*Exercise details:* Copy out the lines below that hold the word "Debug".

● ● ●

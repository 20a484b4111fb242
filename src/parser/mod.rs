//! Format detection and normalization of provider usage exports.

pub mod anthropic;
pub mod bedrock;
pub mod column;
pub mod detector;
pub mod openai;
pub mod table;
mod usage;

pub use anthropic::AnthropicUsageParser;
pub use bedrock::{BedrockMetricsParser, DEFAULT_BEDROCK_MODEL};
pub use column::{ColumnRef, ColumnResolver, FieldError, RowView};
pub use detector::{FormatDetector, ParsedUpload, detect_and_parse};
pub use openai::OpenAiUsageParser;
pub use table::{RawInput, RawTable};

use crate::models::{CallRecord, PricingTable};
use serde::{Deserialize, Serialize};
use std::fmt;
use thiserror::Error;

/// Source layouts the detector knows about.
#[derive(Debug, Clone, Copy, PartialEq, Eq, Hash, Serialize, Deserialize)]
#[serde(rename_all = "snake_case")]
pub enum Layout {
    /// AWS Bedrock CloudWatch metrics: per-period averages with an invocation count.
    BedrockMetrics,
    /// Anthropic console usage export, one row per call.
    AnthropicUsage,
    /// OpenAI usage export, one row per call.
    OpenAiUsage,
}

impl fmt::Display for Layout {
    fn fmt(&self, f: &mut fmt::Formatter<'_>) -> fmt::Result {
        match self {
            Layout::BedrockMetrics => write!(f, "AWS Bedrock CloudWatch"),
            Layout::AnthropicUsage => write!(f, "Anthropic"),
            Layout::OpenAiUsage => write!(f, "OpenAI"),
        }
    }
}

/// Structural failure of one layout candidate. Makes the detector move on.
#[derive(Error, Debug)]
pub enum LayoutError {
    #[error("input is not valid UTF-8")]
    InvalidEncoding,

    #[error("no header row found")]
    MissingHeader,

    #[error("none of the expected columns present: {}", expected.join(", "))]
    MissingColumns { expected: Vec<&'static str> },

    #[error("CSV error: {0}")]
    Csv(#[from] csv::Error),
}

/// Read-only collaborators a layout parser may consult.
#[derive(Debug, Clone, Copy)]
pub struct ParseContext<'a> {
    pub pricing: &'a PricingTable,
    /// Model assumed for layouts that carry no per-row model column.
    pub assumed_model: &'a str,
}

impl Default for ParseContext<'static> {
    fn default() -> Self {
        Self {
            pricing: PricingTable::builtin(),
            assumed_model: DEFAULT_BEDROCK_MODEL,
        }
    }
}

/// One candidate in the detector's ordered list.
pub trait LayoutParser {
    fn layout(&self) -> Layout;

    /// Cheap structural fingerprint check.
    fn detect(&self, input: &RawInput) -> bool;

    /// Convert rows to call records. Bad rows are skipped, never returned as errors.
    fn parse(&self, input: &RawInput, ctx: &ParseContext<'_>) -> Result<Vec<CallRecord>, LayoutError>;
}
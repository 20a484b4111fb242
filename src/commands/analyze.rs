// Analyze command handler
use super::OutputOptions;
use crate::observatory::Observatory;
use crate::output::export_calls;
use anyhow::Context;
use std::fs;
use std::path::Path;
use tracing::info;

pub fn handle_analyze_command(
    observatory: &Observatory,
    file: &Path,
    export_path: Option<&Path>,
    options: OutputOptions,
) -> anyhow::Result<()> {
    let bytes = fs::read(file).with_context(|| format!("Failed to read {}", file.display()))?;

    let upload = observatory.detect_and_parse(&bytes)?;
    let result = observatory.analyze(&upload.records)?;

    if let Some(path) = export_path {
        export_calls(path, &upload.records)
            .with_context(|| format!("Failed to export calls to {}", path.display()))?;
        info!(path = %path.display(), calls = upload.records.len(), "Exported normalized calls");
    }

    if !options.json {
        println!("Detected {} format - parsed {} calls", upload.layout, upload.records.len());
        if result.summary.assumed_model_calls > 0 {
            println!(
                "{} calls had no model column and were priced as {}",
                result.summary.assumed_model_calls,
                observatory.assumed_model()
            );
        }
        println!();
    }
    println!("{}", options.render(&result)?);
    Ok(())
}
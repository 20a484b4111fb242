// Pricing command handler
use super::OutputOptions;
use crate::observatory::Observatory;

pub fn handle_pricing_command(observatory: &Observatory, options: OutputOptions) -> anyhow::Result<()> {
    println!("{}", options.render(observatory.pricing())?);
    Ok(())
}
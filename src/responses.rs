//! `{"data": ...}` response envelopes.
//!
//! `Entity<T>` and `Collection<T>` are ordinary generic types, so any number
//! of payload schemas can be wrapped side by side:
//!
//! ```
//! use clientapi::{parse_slice, responses::Collection};
//! use serde::Deserialize;
//!
//! #[derive(Deserialize)]
//! struct User {
//!     name: String,
//! }
//!
//! let users: Collection<User> = parse_slice(br#"{"data": [{"name": "Kit"}]}"#).unwrap();
//! assert_eq!(users.data().unwrap()[0].name, "Kit");
//! ```

use serde::{Deserialize, Serialize};

pub use crate::error::ErrorContent as RemoteError;

/// Envelope whose `data` is a single `T`, or absent.
#[derive(Clone, Debug, PartialEq, Serialize, Deserialize)]
pub struct Entity<T> {
    pub data: Option<T>,
}

impl<T> Entity<T> {
    pub fn data(&self) -> Option<&T> {
        self.data.as_ref()
    }

    pub fn into_data(self) -> Option<T> {
        self.data
    }
}

impl<T> Default for Entity<T> {
    fn default() -> Self {
        Self { data: None }
    }
}

/// Envelope whose `data` is an ordered list of `T`, or absent.
#[derive(Clone, Debug, PartialEq, Serialize, Deserialize)]
pub struct Collection<T> {
    pub data: Option<Vec<T>>,
}

impl<T> Collection<T> {
    pub fn data(&self) -> Option<&[T]> {
        self.data.as_deref()
    }

    /// Items in response order; an absent `data` yields no items.
    pub fn into_data(self) -> Vec<T> {
        self.data.unwrap_or_default()
    }

    pub fn len(&self) -> usize {
        self.data.as_ref().map_or(0, Vec::len)
    }

    pub fn is_empty(&self) -> bool {
        self.len() == 0
    }
}

impl<T> Default for Collection<T> {
    fn default() -> Self {
        Self { data: None }
    }
}

impl<T> IntoIterator for Collection<T> {
    type Item = T;
    type IntoIter = std::vec::IntoIter<T>;

    fn into_iter(self) -> Self::IntoIter {
        self.into_data().into_iter()
    }
}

● ● ●

*Exercise response:*
#[derive(Debug, Clone, Copy, PartialEq, Eq, Hash, Serialize, Deserialize)]
#[derive(Error, Debug)]
#[derive(Debug, Clone, Copy)]
#[derive(Clone, Debug, PartialEq, Serialize, Deserialize)]
#[derive(Clone, Debug, PartialEq, Serialize, Deserialize)]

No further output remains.